In Chapter 13 . . . a debtor has the absolute right to voluntarily dismiss the case at any time while it is pending, or alternatively, a creditor or the trustee may file a motion to dismiss a Chapter 13 in which there has been a material default. 11 U.S.C. § 1307. A Chapter 13 case may remain active for up to 5 years. 11 U.S.C. § 1322(c). Therefore, permitting a debtor to collect his or her exemption prior to the *861 conclusion of the case may result in the debtor receiving substantial funds while remaining under bankruptcy protection for many months. At any time the debtor may elect to voluntarily dismiss the Chapter 13 case. Such a debtor would have benefitted fully from the exemption, without the quid pro quo anticipated in the Code of final payment in accordance with debtor's confirmed plan. Upon dismissal, creditors could levy upon any funds remaining but that theoretical remedy may well be a hollow promise if the debtor has already spent the funds. Such a result would be violative of Section 522(c) and the spirit and purpose of Chapter 13. Clearly, Section 522 contemplates that exempt property is placed beyond the reach of creditors "unless the case is dismissed." To effectuate that condition, a Debtor's realization of a claim of exempt property must be contemporaneous with completion of the case, which in a Chapter 13 case, occurs when all payments under the plan have been completed and a discharge has been entered or is to be entered subject only to minor delays in performance of ministerial acts.

In re Deeble, 169 B.R. 240, 242 (Bankr. S.D.Ga.1994). These concerns have obvious merit, and it can easily be understood why courts have directed that exempt assets occasionally should be held by the Chapter 13 Trustee pending a case's completion. See id.; see also In re Gamble, 208 B.R. 598, 601-02 (Bankr.S.D.Ga.1997).

Aside from such concerns, however, the Debtor's right to the funds at issue in this case turns upon a series of legal questions that have yet to be presented for the Court's decision. The Bankruptcy Code specifically excepts from the Debtor's right to free use and enjoyment of such monies claims related to debts "of a kind specified in section 523(a)(1)" of the Code. See 11 U.S.C. § 522(c)(1). Moreover, no proceeding has yet been commenced to determine the applicability of section 523(a)(1) to the tax debts here at issue.[3] Thus, it cannot presently be said that the Debtor has a right to turnover and possession of the levied funds. See United States v. Mathews (In re Mathews), 209 B.R. 218, 222 (6th Cir. BAP 1997) (in ordering turnover of wages collected by I.R.S. by prepetition levy, bankruptcy court erred by failing to consider the applicability of Code sections 522(c) and 523(a)(1)).
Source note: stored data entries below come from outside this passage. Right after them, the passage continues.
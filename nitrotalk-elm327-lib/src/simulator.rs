//! In-process ELM327 model
//!
//! Answers the command set the client emits, with responses built from an
//! adjustable [`VehicleState`]. Used by the session tests and by the host
//! simulator, which wires it behind a fake BLE transport.

use log::debug;

/// Payload bytes in a single CAN frame
const SINGLE_FRAME_BYTES: usize = 7;
/// Payload bytes in the first frame of a multi-frame reply
const FIRST_FRAME_BYTES: usize = 6;

/// What the simulated vehicle is doing
#[derive(Debug, Clone, Copy, PartialEq, Eq)]
pub struct VehicleState {
    pub rpm: u32,
    pub throttle_pct: u8,
    pub speed_kmh: u8,
    /// Ignition on and ECU answering on the bus
    pub ecu_online: bool,
    /// Battery voltage reported by `AT RV`
    pub battery_mv: u32,
}

impl Default for VehicleState {
    fn default() -> Self {
        Self {
            rpm: 800,
            throttle_pct: 0,
            speed_kmh: 0,
            ecu_online: true,
            battery_mv: 12400,
        }
    }
}

/// ELM327 settings that shape the response text
#[derive(Debug, Clone)]
#[allow(clippy::struct_excessive_bools)] // Independent ELM327 protocol flags
struct AdapterSettings {
    /// ATE0/ATE1
    echo: bool,
    /// ATL0/ATL1
    linefeeds: bool,
    /// ATS0/ATS1
    spaces: bool,
    /// ATH0/ATH1
    headers: bool,
}

impl Default for AdapterSettings {
    fn default() -> Self {
        Self {
            echo: true,
            linefeeds: true,
            spaces: true,
            headers: false,
        }
    }
}

impl AdapterSettings {
    fn line_ending(&self) -> &'static str {
        if self.linefeeds {
            "\r\n"
        } else {
            "\r"
        }
    }
}

#[derive(Debug)]
pub struct SimulatedAdapter {
    pub vehicle: VehicleState,
    settings: AdapterSettings,
    pending: Vec<u8>,
    /// Emit `SEARCHING...` before the first OBD answer after a reset
    search_on_first_request: bool,
    searched: bool,
    /// Split replies longer than one CAN frame into numbered ISO-TP lines
    can_frames: bool,
    /// Number of commands answered since creation
    pub commands_handled: usize,
}

impl Default for SimulatedAdapter {
    fn default() -> Self {
        Self::new(VehicleState::default())
    }
}

impl SimulatedAdapter {
    pub fn new(vehicle: VehicleState) -> Self {
        Self {
            vehicle,
            settings: AdapterSettings::default(),
            pending: Vec::new(),
            search_on_first_request: false,
            searched: false,
            can_frames: false,
            commands_handled: 0,
        }
    }

    #[must_use]
    pub fn with_search_preamble(mut self) -> Self {
        self.search_on_first_request = true;
        self
    }

    #[must_use]
    pub fn with_can_frames(mut self) -> Self {
        self.can_frames = true;
        self
    }

    /// Feed bytes written by the client, returning the bytes the adapter
    /// sends back (echo included).
    pub fn feed(&mut self, data: &[u8]) -> Vec<u8> {
        let mut out = Vec::new();
        for &byte in data {
            if self.settings.echo {
                out.push(byte);
            }
            match byte {
                b'\r' => {
                    let command = String::from_utf8_lossy(&self.pending).trim().to_uppercase();
                    self.pending.clear();
                    if !command.is_empty() {
                        debug!("SIM RX: {command}");
                        let response = self.process_command(&command);
                        debug!("SIM TX: {}", response.escape_debug());
                        out.extend_from_slice(response.as_bytes());
                        self.commands_handled += 1;
                    }
                }
                b'\n' => {}
                _ => self.pending.push(byte),
            }
        }
        out
    }

    fn process_command(&mut self, cmd: &str) -> String {
        if cmd.starts_with("AT") {
            return self.handle_at_command(cmd);
        }

        let le = self.settings.line_ending();
        match cmd.strip_prefix("01") {
            Some(pids) if !pids.is_empty() => {
                let mut text = String::new();
                if self.search_on_first_request && !self.searched {
                    self.searched = true;
                    text.push_str("SEARCHING...");
                    text.push_str(le);
                }
                let multi_frame = |hex: &str| {
                    self.can_frames && !self.settings.headers && hex.len() > SINGLE_FRAME_BYTES * 2
                };
                match self.mode01_response(pids) {
                    Some(hex) if multi_frame(&hex) => text.push_str(&self.format_multi_frame(&hex)),
                    Some(hex) => text.push_str(&self.format_hex(&hex)),
                    None if !self.vehicle.ecu_online && pids == "00" => text.push_str("UNABLE TO CONNECT"),
                    None => text.push_str("NO DATA"),
                }
                format!("{text}{le}{le}>")
            }
            _ => format!("?{le}{le}>"),
        }
    }

    fn handle_at_command(&mut self, command: &str) -> String {
        // The client sends both `AT SP 0` and `ATSP0` forms
        let cmd: String = command.chars().filter(|c| !c.is_whitespace()).collect();
        let le = self.settings.line_ending();

        let response_text = match cmd.as_str() {
            "ATZ" | "ATWS" => {
                self.settings = AdapterSettings::default();
                self.searched = false;
                let le = self.settings.line_ending();
                return format!("{le}{le}ELM327 v1.5{le}{le}>");
            }
            "ATE0" => {
                self.settings.echo = false;
                "OK".to_string()
            }
            "ATE1" => {
                self.settings.echo = true;
                "OK".to_string()
            }
            "ATL0" => {
                self.settings.linefeeds = false;
                "OK".to_string()
            }
            "ATL1" => {
                self.settings.linefeeds = true;
                "OK".to_string()
            }
            "ATS0" => {
                self.settings.spaces = false;
                "OK".to_string()
            }
            "ATS1" => {
                self.settings.spaces = true;
                "OK".to_string()
            }
            "ATH0" => {
                self.settings.headers = false;
                "OK".to_string()
            }
            "ATH1" => {
                self.settings.headers = true;
                "OK".to_string()
            }
            "ATI" => "ELM327 v1.5".to_string(),
            "ATRV" => {
                let mv = self.vehicle.battery_mv;
                format!("{}.{}V", mv / 1000, (mv % 1000) / 100)
            }
            "ATDPN" => "A6".to_string(),
            "ATAL" | "ATCAF1" | "ATCAF0" => "OK".to_string(),
            _ if cmd.starts_with("ATSP") || cmd.starts_with("ATSH") || cmd.starts_with("ATST") => {
                "OK".to_string()
            }
            _ => "?".to_string(),
        };

        // Settings changed by this command apply from the next response on
        format!("{le}{response_text}{le}>")
    }

    /// Compact hex payload for a Mode 01 request, or `None` for NO DATA
    fn mode01_response(&self, pids: &str) -> Option<String> {
        if !self.vehicle.ecu_online || pids.len() % 2 != 0 {
            return None;
        }
        let mut response = String::from("41");
        for i in (0..pids.len()).step_by(2) {
            let pid = pids.get(i..i + 2)?;
            let data = self.pid_data(pid)?;
            response.push_str(pid);
            response.push_str(&data);
        }
        if self.settings.headers {
            Some(format!("7E8{:02X}{response}", response.len() / 2))
        } else {
            Some(response)
        }
    }

    fn pid_data(&self, pid: &str) -> Option<String> {
        let v = &self.vehicle;
        match pid {
            "00" => Some("BE3FA813".to_string()),
            "0C" => Some(format!("{:04X}", v.rpm.saturating_mul(4).min(0xFFFF))),
            "0D" => Some(format!("{:02X}", v.speed_kmh)),
            "11" => {
                let raw = (u32::from(v.throttle_pct.min(100)) * 255).div_ceil(100);
                Some(format!("{raw:02X}"))
            }
            _ => None,
        }
    }

    /// `008`, then `0:` with six payload bytes and `1:`.. with seven each,
    /// the last one padded with zeros
    fn format_multi_frame(&self, hex: &str) -> String {
        let le = self.settings.line_ending();
        let separator = if self.settings.spaces { " " } else { "" };
        let mut out = format!("{:03X}", hex.len() / 2);
        let (first, mut rest) = hex.split_at(hex.len().min(FIRST_FRAME_BYTES * 2));
        out.push_str(le);
        out.push_str(&format!("0:{separator}{}", self.format_hex(first)));
        let mut index = 1u8;
        while !rest.is_empty() {
            let (chunk, tail) = rest.split_at(rest.len().min(SINGLE_FRAME_BYTES * 2));
            let mut frame = chunk.to_string();
            while frame.len() < SINGLE_FRAME_BYTES * 2 {
                frame.push_str("00");
            }
            out.push_str(le);
            out.push_str(&format!("{index:X}:{separator}{}", self.format_hex(&frame)));
            index = (index + 1) % 0x10;
            rest = tail;
        }
        out
    }

    fn format_hex(&self, hex: &str) -> String {
        if !self.settings.spaces {
            return hex.to_string();
        }
        let mut out = String::with_capacity(hex.len() * 3 / 2);
        for (i, c) in hex.chars().enumerate() {
            if i > 0 && i % 2 == 0 {
                out.push(' ');
            }
            out.push(c);
        }
        out
    }
}

#[cfg(test)]
mod tests {
    use super::*;
    use crate::framer::LineFramer;
    use crate::pid::{decode_mode01, PidValue};
    use crate::response::{classify, AdapterError, Response};

    fn lines(adapter: &mut SimulatedAdapter, cmd: &str) -> Vec<String> {
        let out = adapter.feed(format!("{cmd}\r").as_bytes());
        let mut framer = LineFramer::<384>::new();
        let mut lines = Vec::new();
        framer.feed(&out, |f| {
            if !f.text.is_empty() {
                lines.push(f.text.to_string());
            }
        });
        lines
    }

    #[test]
    fn test_reset_and_echo() {
        let mut adapter = SimulatedAdapter::default();
        let l = lines(&mut adapter, "ATZ");
        // Echo is on after reset
        assert_eq!(l, vec!["ATZ".to_string(), "ELM327 v1.5".to_string()]);
        let l = lines(&mut adapter, "ATE0");
        assert_eq!(l.last().map(String::as_str), Some("OK"));
        let l = lines(&mut adapter, "ATI");
        assert_eq!(l, vec!["ELM327 v1.5".to_string()]);
    }

    #[test]
    fn test_spaced_at_commands() {
        let mut adapter = SimulatedAdapter::default();
        lines(&mut adapter, "ATE0");
        for cmd in ["AT SP 0", "AT AL", "AT SH 7DF", "AT CAF1", "AT ST 32"] {
            assert_eq!(lines(&mut adapter, cmd), vec!["OK".to_string()], "{cmd}");
        }
        assert_eq!(lines(&mut adapter, "AT DPN"), vec!["A6".to_string()]);
        assert_eq!(
            classify(&lines(&mut adapter, "AT RV")[0]),
            Response::Voltage { millivolts: 12400 }
        );
        assert_eq!(lines(&mut adapter, "AT XYZ"), vec!["?".to_string()]);
    }

    #[test]
    fn test_combined_request_decodes() {
        let mut adapter = SimulatedAdapter::new(VehicleState {
            rpm: 3000,
            throttle_pct: 27,
            speed_kmh: 88,
            ..VehicleState::default()
        });
        lines(&mut adapter, "ATE0");
        let l = lines(&mut adapter, "010C110D");
        assert_eq!(l.len(), 1);
        assert_eq!(
            decode_mode01(&l[0]).as_slice(),
            &[PidValue::Rpm(3000), PidValue::Throttle(27), PidValue::Speed(88)]
        );
    }

    #[test]
    fn test_can_frames_split_long_reply() {
        let mut adapter = SimulatedAdapter::new(VehicleState {
            rpm: 3000,
            throttle_pct: 100,
            speed_kmh: 60,
            ..VehicleState::default()
        })
        .with_can_frames();
        lines(&mut adapter, "ATE0");
        assert_eq!(
            lines(&mut adapter, "010C110D"),
            vec![
                "008".to_string(),
                "0: 41 0C 2E E0 11 FF".to_string(),
                "1: 0D 3C 00 00 00 00 00".to_string()
            ]
        );
        // Short replies stay on one line
        assert_eq!(lines(&mut adapter, "010D"), vec!["41 0D 3C".to_string()]);

        lines(&mut adapter, "ATS0");
        assert_eq!(lines(&mut adapter, "010C110D")[1], "0:410C2EE011FF");
    }

    #[test]
    fn test_compact_format() {
        let mut adapter = SimulatedAdapter::default();
        lines(&mut adapter, "ATE0");
        lines(&mut adapter, "ATS0");
        lines(&mut adapter, "ATL0");
        let out = adapter.feed(b"010D\r");
        assert_eq!(out, b"410D00\r\r>");
    }

    #[test]
    fn test_ecu_offline() {
        let mut adapter = SimulatedAdapter::new(VehicleState {
            ecu_online: false,
            ..VehicleState::default()
        });
        lines(&mut adapter, "ATE0");
        assert_eq!(
            classify(&lines(&mut adapter, "0100")[0]),
            Response::Error(AdapterError::UnableToConnect)
        );
        assert_eq!(
            classify(&lines(&mut adapter, "010C")[0]),
            Response::Error(AdapterError::NoData)
        );
    }

    #[test]
    fn test_search_preamble_once_per_reset() {
        let mut adapter = SimulatedAdapter::default().with_search_preamble();
        lines(&mut adapter, "ATE0");
        let l = lines(&mut adapter, "0100");
        assert_eq!(l[0], "SEARCHING...");
        assert_eq!(l[1], "41 00 BE 3F A8 13");
        assert_eq!(lines(&mut adapter, "0100").len(), 1);
        lines(&mut adapter, "ATZ");
        lines(&mut adapter, "ATE0");
        assert_eq!(lines(&mut adapter, "0100")[0], "SEARCHING...");
    }

    #[test]
    fn test_unknown_pid_is_no_data() {
        let mut adapter = SimulatedAdapter::default();
        lines(&mut adapter, "ATE0");
        assert_eq!(lines(&mut adapter, "0105"), vec!["NO DATA".to_string()]);
        assert_eq!(lines(&mut adapter, "0902"), vec!["?".to_string()]);
    }
}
In view of this fact and the more fundamentally compelling nature of Judge Davis' reasoning on the issue, the Court shall qualify its grant of summary judgment on the primary question of the tax levy's avoidability. While that transfer shall be avoided, the corresponding return of funds by the I.R.S. shall be made to the Chapter 13 Trustee rather than to the Debtor. The Trustee, in turn, shall refrain from turning said funds over to the Debtor, pending completion of the Debtor's case and a finding by the Court that section 523(a)(1) does not apply to the tax debts at issue.

CONCLUSION

The Court finds Melanie Velencia Herring to hold standing to pursue the instant adversary proceeding and the parties already have conceded that the $1,105.30 wage levy at issue may be avoided as a preferential transfer. See 11 U.S.C. § 547(b). Nevertheless, in view of certain policy concerns and unresolved legal questions, the Court must qualify its grant of summary judgment on the primary question of the tax levy's avoidability. It therefore is ORDERED that the Motion for Summary Judgment by the United States of America, Internal Revenue Service, and the Motion for Summary Judgment by *862 Melanie Velencia Herring each are GRANTED IN PART and DENIED IN PART, under the following terms:

(1) the $1,105.30 wage levy made upon the Debtor's November 1996 United States Postal Service salary is avoided as a preferential transfer pursuant to 11 U.S.C. § 547(b);
(2) while that transfer shall be avoided, the corresponding return of funds by the I.R.S. shall be made to the Chapter 13 Trustee rather than to the Debtor.
(3) the Trustee, in turn, shall refrain from turning said funds over to the Debtor, pending completion of the Debtor's case and a finding by the Court that section 523(a)(1) does not apply to the tax debts at issue.

IT IS SO ORDERED.

NOTES

[1] The Bankruptcy Code provides as follows:

Except as provided in subsection (c) of this section, the trustee may avoid any transfer of an interest of the debtor in property —

(1) to or for the benefit of a creditor;

(2) for or on account of an antecedent debt owed by the debtor before such transfer was made;

(3) made while the debtor was insolvent;

(4) made —

(A) on or within 90 days before the date of the filing of the petition; or

(B) between ninety days and one year before the date of the filing of the petition, if such creditor at the time was an insider; and

(5) that enables such creditor to receive more than such creditor would receive if —

(A) the case were a case under Chapter 7 of this title;

(B) the transfer had not been made; and

(C) such creditor received payment of such debt to the extent provided by the provisions of this title.

11 U.S.C. § 547(b).

[2] At worst, the Debtor has concealed or vexatiously contested a known liability. This does not amount to a concealment of property.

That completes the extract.